The most commonly employed imaging methods for diagnosis of HAA are ultrasonography, CT/CT angiography, magnetic resonance (MR)/MR angiography, and conventional angiography.^5,8 Conventional angiography is considered the gold standard for diagnosis because it provides precise information about the lesion's size, shape, and location. The main advantage of conventional angiography is the ability of endovascular embolization or endovascular stent application to occur simultaneously in suitable patients. Endoscopic retrograde cholangiopancreatography and percutaneous transhepatic cholangiography are effective adjunctive methods for diagnosis of intrahepatic aneurysm rupture and are able to indicate the relationship of the biliary system with the aneurysm.

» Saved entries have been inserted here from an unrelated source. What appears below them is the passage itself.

use crate::domain::actor::{Actor, UserId};
use crate::domain::conversation::{Conversation, Message, MessageKind};
use crate::domain::ids::{ConversationId, RequestId};
use crate::domain::ports::{ConversationStoreRef, RequestStoreRef};
use crate::domain::request::ServiceRequest;
use crate::error::{DispatchError, Result};
use chrono::Utc;
use std::sync::Arc;
use tokio::sync::Mutex;

/// Owns the one-channel-per-assignment rule between a request and its chat.
///
/// Binding and deactivation run one at a time and act on the stored request,
/// never on a caller's copy of it.
#[derive(Clone)]
pub struct ConversationBinder {
    requests: RequestStoreRef,
    conversations: ConversationStoreRef,
    binding: Arc<Mutex<()>>,
}

impl ConversationBinder {
    pub fn new(requests: RequestStoreRef, conversations: ConversationStoreRef) -> Self {
        Self {
            requests,
            conversations,
            binding: Arc::new(Mutex::new(())),
        }
    }

    /// Returns the active conversation for the assignment `snapshot` was
    /// taken from, opening one if none exists.
    ///
    /// If the stored request no longer has the snapshot's provider the bind
    /// is refused with [`DispatchError::StaleRequest`] and nothing changes.
    pub async fn bind(&self, snapshot: &ServiceRequest) -> Result<Conversation> {
        let _binding = self.binding.lock().await;
        let current = self.load(snapshot.id).await?;
        if current.provider_id != snapshot.provider_id || !current.status.has_provider() {
            tracing::debug!(
                request_id = %snapshot.id,
                snapshot_provider = ?snapshot.provider_id,
                current_provider = ?current.provider_id,
                status = %current.status,
                "Stale conversation bind refused"
            );
            return Err(DispatchError::StaleRequest(snapshot.id.to_string()));
        }
        self.bind_current(&current).await
    }

    /// Returns the request's active conversation, opening one for the current
    /// customer/provider pair if none exists.
    ///
    /// Binding a request that has no provider is a caller bug and is reported
    /// as [`DispatchError::Invariant`].
    pub async fn get_or_create(&self, request_id: RequestId) -> Result<Conversation> {
        let _binding = self.binding.lock().await;
        let current = self.load(request_id).await?;
        self.bind_current(&current).await
    }

    /// Callers hold `binding` and pass the stored record.
    async fn bind_current(&self, request: &ServiceRequest) -> Result<Conversation> {
        let Some(provider_id) = request.provider_id else {
            tracing::error!(request_id = %request.id, status = %request.status, "Conversation bound to request without provider");
            return Err(DispatchError::Invariant(format!(
                "request {} has no assigned provider",
                request.id
            )));
        };

        let candidate = Conversation::open(request.id, request.customer_id, provider_id, Utc::now());
        let conversation = self.conversations.get_or_insert(candidate.clone()).await?;
        if conversation.provider_id == provider_id {
            if conversation.id == candidate.id {
                tracing::info!(request_id = %request.id, conversation_id = %conversation.id, "Conversation opened");
            }
            return Ok(conversation);
        }

        // Left over from a provider that has since been replaced.
        self.conversations
            .deactivate_for_request(request.id, Utc::now())
            .await?;
        let conversation = self.conversations.get_or_insert(candidate).await?;
        tracing::info!(request_id = %request.id, conversation_id = %conversation.id, "Conversation rebound");
        Ok(conversation)
    }

    async fn load(&self, request_id: RequestId) -> Result<ServiceRequest> {
        self.requests
            .get(request_id)
            .await?
            .ok_or_else(|| DispatchError::not_found("request", request_id))
    }

    pub async fn get(&self, id: ConversationId) -> Result<Conversation> {
        self.conversations
            .get(id)
            .await?
            .ok_or_else(|| DispatchError::not_found("conversation", id))
    }

    pub async fn post_message(
        &self,
        id: ConversationId,
        sender: UserId,
        body: &str,
        kind: MessageKind,
    ) -> Result<Message> {
        let message = Message::new(sender, body, kind, Utc::now());
        self.conversations
            .append_message(id, message.clone())
            .await?;
        tracing::debug!(conversation_id = %id, %sender, "Message posted");
        Ok(message)
    }

    pub async fn mark_read(&self, id: ConversationId, reader: UserId) -> Result<usize> {
        self.conversations.mark_read(id, reader, Utc::now()).await
    }

    /// Full history for a participant; admins may read any conversation.
    pub async fn messages(&self, id: ConversationId, actor: &Actor) -> Result<Vec<Message>> {
        let conversation = self.get(id).await?;
        if !actor.is_admin() && !conversation.is_participant(actor.id) {
            return Err(DispatchError::Unauthorized(format!(
                "User {} is not part of conversation {}",
                actor.id, id
            )));
        }
        Ok(conversation.messages)
    }

    pub async fn unread_count(&self, id: ConversationId, reader: UserId) -> Result<usize> {
        let conversation = self.get(id).await?;
        if !conversation.is_participant(reader) {
            return Err(DispatchError::Unauthorized(format!(
                "User {} is not part of conversation {}",
                reader, id
            )));
        }
        Ok(conversation.unread_count(reader))
    }

    pub async fn deactivate(&self, request_id: RequestId) -> Result<Option<ConversationId>> {
        let _binding = self.binding.lock().await;
        let closed = self
            .conversations
            .deactivate_for_request(request_id, Utc::now())
            .await?;
        if let Some(conversation_id) = closed {
            tracing::info!(%request_id, %conversation_id, "Conversation deactivated");
        }
        Ok(closed)
    }
}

The current dominant view among surgeons is to operate on all aneurysms >2 cm, even when they are asymptomatic; however, no consensus has yet been reached in the literature about the approach to treat hepatic artery aneurysms.^3,10 Typically, the mode of treatment may vary according to the location and diameter of the aneurysm, the presence of collateral flow, the general condition of the patient, the presence of any comorbid diseases, whether complications have developed due to the aneurysm, and other etiologic factors.^3,5,8 The most popular treatment methods include endovascular embolization, endovascular stent, excision with end-to-end anastomosis, excision with autologous or prosthetic graft interposition, ligation, aortohepatic artery bypass, interposition grafting with gastroduodenal artery reimplantation, and excision with splenic artery transposition graft.^1–10 Ligation or embolization with no adjuvant reconstruction may be performed on aneurysms located in the common hepatic artery, including aneurysms that develop proximally to the origin of the gastroduodenal artery. In such cases, the collateral circulation supplied by the superior mesenteric artery provides blood flow to the liver via the gastroduodenal artery.^3,4 Aneurysms involving the proper hepatic artery (right and/or left hepatic arteries), such as aneurysms that develop distally to the origin of the gastroduodenal artery, should be treated by excision in conjunction with vascular reconstruction.^3–5,8 Finally, embolization is recommended for treating intrahepatic HAA in patients considered to be at high risk for rupture.³

The HAA case presented herein had a large hepatic artery aneurysm involving all arteries supplying the liver. The most appropriate approach was excision with vascular reconstruction. Because the left hepatic artery was close to the common hepatic artery, a direct end-to-end anastomosis was carried out. However, a graft of at least 5 to 6 cm long was necessary for reconstruction of the right hepatic artery. Autologous saphenous vein graft, polytetrafluoroethylene graft, and splenic artery transposition graft options were all considered viable options for this particular reconstruction, but the splenic artery transposition graft was selected according to its long-term patency rate. The grafting procedure included isolation and clamping of the splenic artery so that splenic perfusion remained intact (as observed approximately 5 minutes later), after which the splenic artery transposition graft was applied. Although at least 2 anastomoses are required for other vascular graft materials, only a single anastomosis is necessary for splenic artery transposition. Given the postanastomotic stenoses, a single anastomosis is much more beneficial.

In conclusion, the splenic artery transposition graft, which is a natural grafting material, was successfully used in the surgical treatment of an HAA patient.